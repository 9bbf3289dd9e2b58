// Byte and text helpers shared by the panels

const KB: f64 = 1024.0;
const MB: f64 = KB * 1024.0;
const GB: f64 = MB * 1024.0;

/// `1.5GB`, `12.0MB`, `3.2KB`, `512B`.
pub fn format_bytes(bytes: u64) -> String {
    let b = bytes as f64;
    if b >= GB {
        format!("{:.1}GB", b / GB)
    } else if b >= MB {
        format!("{:.1}MB", b / MB)
    } else if b >= KB {
        format!("{:.1}KB", b / KB)
    } else {
        format!("{bytes}B")
    }
}

/// Compact form for table cells: `1.5G`, `512M`, `3K`, `512B`.
pub fn format_bytes_short(bytes: u64) -> String {
    let b = bytes as f64;
    if b >= GB {
        format!("{:.1}G", b / GB)
    } else if b >= MB {
        format!("{:.0}M", b / MB)
    } else if b >= KB {
        format!("{:.0}K", b / KB)
    } else {
        format!("{bytes}B")
    }
}

/// Cut `s` to at most `max` chars, ending in `...` when anything was dropped.
pub fn truncate(s: &str, max: usize) -> String {
    if s.chars().count() <= max {
        return s.to_string();
    }
    if max <= 3 {
        return s.chars().take(max).collect();
    }
    let head: String = s.chars().take(max - 3).collect();
    format!("{head}...")
}

/// Left-aligned cell of exactly `width` chars.
pub fn pad(s: &str, width: usize) -> String {
    let cut = truncate(s, width);
    let len = cut.chars().count();
    format!("{cut}{}", " ".repeat(width.saturating_sub(len)))
}
// Terminal presentation: pure layout/graph helpers and the panels

pub mod banner;
pub mod containers;
pub mod cursor;
pub mod format;
pub mod graph;
pub mod help;
pub mod images;
pub mod layout;
pub mod logs;
pub mod series;
pub mod stats;
pub mod status;
pub mod theme;

pub use containers::ContainersPanel;
pub use images::ImagesPanel;
pub use logs::LogsPanel;
pub use stats::StatsPanel;
pub use status::StatusLine;

use ratatui::{
    text::Line,
    widgets::{Block, BorderType, Borders},
};
use theme::Theme;

/// Panel identity; exactly one is active at a time.
#[derive(Debug, Clone, Copy, PartialEq, Eq, Hash)]
pub enum Panel {
    Stats,
    Images,
    Containers,
    Logs,
}

impl Panel {
    /// Tab order. Stats is display-only and never receives focus via Tab.
    pub fn next(self) -> Panel {
        match self {
            Panel::Containers => Panel::Images,
            Panel::Images => Panel::Logs,
            Panel::Logs | Panel::Stats => Panel::Containers,
        }
    }
}

impl From<crate::config::DefaultView> for Panel {
    fn from(view: crate::config::DefaultView) -> Self {
        use crate::config::DefaultView;
        match view {
            DefaultView::Containers => Panel::Containers,
            DefaultView::Images => Panel::Images,
            DefaultView::Logs => Panel::Logs,
        }
    }
}

/// Rounded, titled border; highlighted when the panel has focus.
pub(crate) fn panel_block<'a>(title: impl Into<Line<'a>>, active: bool) -> Block<'a> {
    Block::default()
        .borders(Borders::ALL)
        .border_type(BorderType::Rounded)
        .border_style(Theme::border(active))
        .title(title)
        .title_style(Theme::title(active))
}
// Typed failures of the runtime client

use std::time::Duration;

#[derive(Debug, Clone, PartialEq, thiserror::Error)]
pub enum RuntimeError {
    #[error("cannot reach docker: {0}")]
    Connection(String),
    #[error("no such object: {0}")]
    NotFound(String),
    #[error("docker api error ({status}): {message}")]
    Api { status: u16, message: String },
    #[error("timed out after {0:?}")]
    Timeout(Duration),
    #[error("stream error: {0}")]
    Stream(String),
}

impl From<bollard::errors::Error> for RuntimeError {
    fn from(e: bollard::errors::Error) -> Self {
        use bollard::errors::Error;
        match &e {
            Error::DockerResponseServerError {
                status_code: 404,
                message,
            } => RuntimeError::NotFound(message.clone()),
            Error::DockerResponseServerError {
                status_code,
                message,
            } => RuntimeError::Api {
                status: *status_code,
                message: message.clone(),
            },
            Error::RequestTimeoutError => RuntimeError::Timeout(Duration::ZERO),
            Error::IOError { .. } | Error::HyperResponseError { .. } => {
                RuntimeError::Connection(e.to_string())
            }
            _ => RuntimeError::Stream(e.to_string()),
        }
    }
}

□ □ □ □

## Your instructions
The entries above hold the needed span. Transcribe exactly the lines from the one with "let head: String" to the one with "pub mod images;", both included.

## Answer for this exercise
    let head: String = s.chars().take(max - 3).collect();
    format!("{head}...")
}

/// Left-aligned cell of exactly `width` chars.
pub fn pad(s: &str, width: usize) -> String {
    let cut = truncate(s, width);
    let len = cut.chars().count();
    format!("{cut}{}", " ".repeat(width.saturating_sub(len)))
}
// Terminal presentation: pure layout/graph helpers and the panels

pub mod banner;
pub mod containers;
pub mod cursor;
pub mod format;
pub mod graph;
pub mod help;
pub mod images;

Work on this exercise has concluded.